Leading volume conveyancer Barnetts has today been broken into four after going into administration.
However, no jobs are being lost at the Southport-based firm, whose senior partner, Richard Barnett, is a leading member of the Law Society council.
The conveyancing book has been bought by Essex-based licensed conveyancers DC Law, the personal injury and litigation work by Liverpool firm SGI Legal, care home work by national firm Simpson Millar, and interest rate swap cases by claims adviser Seneca Banking Consultants.
Both DC Law and SGI Legal are alternative business structures.

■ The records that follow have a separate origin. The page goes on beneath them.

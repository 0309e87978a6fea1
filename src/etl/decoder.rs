//! ERC20 Transfer decoder
//!
//! Accepts a raw log as a Transfer iff it carries exactly three topics and the
//! first one is the `Transfer(address,address,uint256)` signature. Self
//! transfers are dropped. Numeric fields are decoded strictly: one bad field
//! rejects the whole batch so that a batch is either fully applied or not at
//! all.

use primitive_types::U256;

use crate::etl::extractor::{LogBatch, RawLog, TRANSFER_EVENT_TOPIC};

/// Hex digits of an Ethereum address.
pub const ADDRESS_HEX_LEN: usize = 40;

/// Hex digits of a 32-byte log topic.
pub const TOPIC_HEX_LEN: usize = 64;

/// Zero address: sender of mints, receiver of burns.
pub const ZERO_ADDRESS: &str = "0x0000000000000000000000000000000000000000";

/// A decoded, balance-affecting Transfer.
#[derive(Debug, Clone, PartialEq, Eq)]
pub struct TransferEvent {
    pub contract_address: String,
    pub block_hash: String,
    pub block_number: u64,
    pub transaction_hash: String,
    pub transaction_index: u64,
    pub log_index: u64,
    pub from: String,
    pub to: String,
    pub amount: U256,
}

impl TransferEvent {
    pub fn position(&self) -> (u64, u64) {
        (self.block_number, self.log_index)
    }
}

#[derive(Debug, Clone, PartialEq, Eq, thiserror::Error)]
pub enum DecodeError {
    #[error("invalid {field} {value:?}")]
    InvalidHex { field: &'static str, value: String },
    #[error("invalid {field} topic {value:?}")]
    InvalidAddress { field: &'static str, value: String },
    #[error("invalid transfer amount {value:?}")]
    InvalidAmount { value: String },
}

/// Parse a quantity such as `"0xb00fd8"` (the `0x` prefix is optional).
///
/// Only hex digits are accepted after the prefix; no sign, no whitespace.
pub fn parse_hex_u64(value: &str) -> Option<u64> {
    let digits = value.strip_prefix("0x").unwrap_or(value);
    if digits.is_empty() || !digits.bytes().all(|b| b.is_ascii_hexdigit()) {
        return None;
    }
    u64::from_str_radix(digits, 16).ok()
}

/// Parse a non-negative integer, hex when `0x`-prefixed and decimal otherwise.
pub fn parse_amount(value: &str) -> Option<U256> {
    let value = value.trim();
    match value
        .strip_prefix("0x")
        .or_else(|| value.strip_prefix("0X"))
    {
        Some(digits) if !digits.is_empty() && digits.bytes().all(|b| b.is_ascii_hexdigit()) => {
            U256::from_str_radix(digits, 16).ok()
        }
        Some(_) => None,
        None if !value.is_empty() && value.bytes().all(|b| b.is_ascii_digit()) => {
            U256::from_dec_str(value).ok()
        }
        None => None,
    }
}

/// Reduce a 32-byte topic to its 20-byte address, lower-cased.
///
/// Accepts `0x` followed by either 64 (topic) or 40 (address) hex digits;
/// anything else is `None`.
pub fn normalize_address(value: &str) -> Option<String> {
    let digits = value
        .strip_prefix("0x")
        .or_else(|| value.strip_prefix("0X"))?;
    if !matches!(digits.len(), ADDRESS_HEX_LEN | TOPIC_HEX_LEN) || hex::decode(digits).is_err() {
        return None;
    }
    let tail = &digits[digits.len() - ADDRESS_HEX_LEN..];
    Some(format!("0x{}", tail.to_ascii_lowercase()))
}

/// Whether a normalized address is the zero address.
pub fn is_zero_address(address: &str) -> bool {
    address == ZERO_ADDRESS
}

/// Decoder for canonical ERC20 Transfer logs.
#[derive(Debug, Clone, Copy, Default)]
pub struct TransferDecoder;

impl TransferDecoder {
    pub fn new() -> Self {
        Self
    }

    /// Shape check: three topics led by the Transfer signature.
    pub fn is_transfer(log: &RawLog) -> bool {
        log.topics.len() == 3 && log.topics[0].eq_ignore_ascii_case(TRANSFER_EVENT_TOPIC)
    }

    /// Decode one log.
    ///
    /// `Ok(None)` means the log is skipped: not a Transfer, or a self transfer.
    pub fn decode_log(&self, log: &RawLog) -> Result<Option<TransferEvent>, DecodeError> {
        if !Self::is_transfer(log) {
            tracing::trace!(
                target: "erc20_ledger::decoder",
                topics = log.topics.len(),
                block_number = %log.block_number,
                tx_hash = %log.transaction_hash,
                "Skipping non-Transfer log"
            );
            return Ok(None);
        }

        let address = |field: &'static str, value: &str| {
            normalize_address(value).ok_or_else(|| DecodeError::InvalidAddress {
                field,
                value: value.to_string(),
            })
        };
        let from = address("from", &log.topics[1])?;
        let to = address("to", &log.topics[2])?;
        if from == to {
            return Ok(None);
        }

        let hex_field = |field: &'static str, value: &str| {
            parse_hex_u64(value).ok_or_else(|| DecodeError::InvalidHex {
                field,
                value: value.to_string(),
            })
        };

        let block_number = hex_field("blockNumber", &log.block_number)?;
        let transaction_index = hex_field("transactionIndex", &log.transaction_index)?;
        let log_index = hex_field("logIndex", &log.log_index)?;
        let amount = parse_amount(&log.data).ok_or_else(|| DecodeError::InvalidAmount {
            value: log.data.clone(),
        })?;

        Ok(Some(TransferEvent {
            contract_address: log.address.clone(),
            block_hash: log.block_hash.clone(),
            block_number,
            transaction_hash: log.transaction_hash.clone(),
            transaction_index,
            log_index,
            from,
            to,
            amount,
        }))
    }

    /// Decode a whole batch, in the order the node returned it.
    ///
    /// Fails on the first malformed field; nothing from the batch is returned.
    pub fn decode_batch(&self, batch: &LogBatch) -> Result<Vec<TransferEvent>, DecodeError> {
        let mut events = Vec::with_capacity(batch.logs.len());
        for log in &batch.logs {
            if let Some(event) = self.decode_log(log)? {
                events.push(event);
            }
        }
        Ok(events)
    }
}
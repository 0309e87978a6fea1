pub mod decoder;
pub mod extractor;
pub mod sink;
pub mod storage;

pub use decoder::{DecodeError, TransferDecoder, TransferEvent};
pub use extractor::{
    BlockRange, FetchError, HttpTransport, LogBatch, LogFetcher, RawLog, RetryPolicy,
    RpcTransport,
};
pub use sink::{ApplySummary, BalanceResolver, ResolveError};
pub use storage::{BalanceRecord, BalanceStore, MemoryBalanceStore, SqlBalanceStore, StoreError};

In a statement, the administrators – Leonard Curtis Business Solutions Group – said the “reconstruction… has preserved the business, all 130 jobs and over 3,000 clients. [It] was required to enable the well-established conveyancing practice to move forward and reach its full potential, at a time when the residential property market is gaining strength”.
Joint administrator Julien Irving added: “The legal sector has and continues to face significant pressure that requires legal practices to reassess their business in this challenging environment. We were pleased to enable a successful disposal of the business, made possible by early planning coupled with the quality of the practice and its staff.”
Mr Barnett claimed that the administration was actually “a fantastic opportunity for the firm to be able to move forward to the next level”.
He continued: “The structure of the business had disparate parts, and it was therefore unlikely that we could ever have achieved one buyer for the whole. It has meant therefore that the reconstruction of the business was the only way to satisfy everyone.”
Simon Gibson, managing partner of SGI Legal, said: “It’s a tough operating environment for law firms and I would urge those in difficulty – whether from a financial stability, professional indemnity or regulatory perspective – to take proactive and prompt action to plan for recovery or exit in a manner which protects clients and secures the best outcome for themselves.
“We’ve made no secret of our growth ambitions and have structured our firm to take advantage of developments in the personal injury sector. We will continue to provide positive solutions for those wishing to exit the personal injury sector whilst maximising the opportunities for SGI.”
Last year SGI Legal bought the personal injury book of failed Midlands firm Challinors. Mr Gibson said the firm expects to make further acquisitions over the next six months “as the full force of last year’s personal injury reforms start to bite”.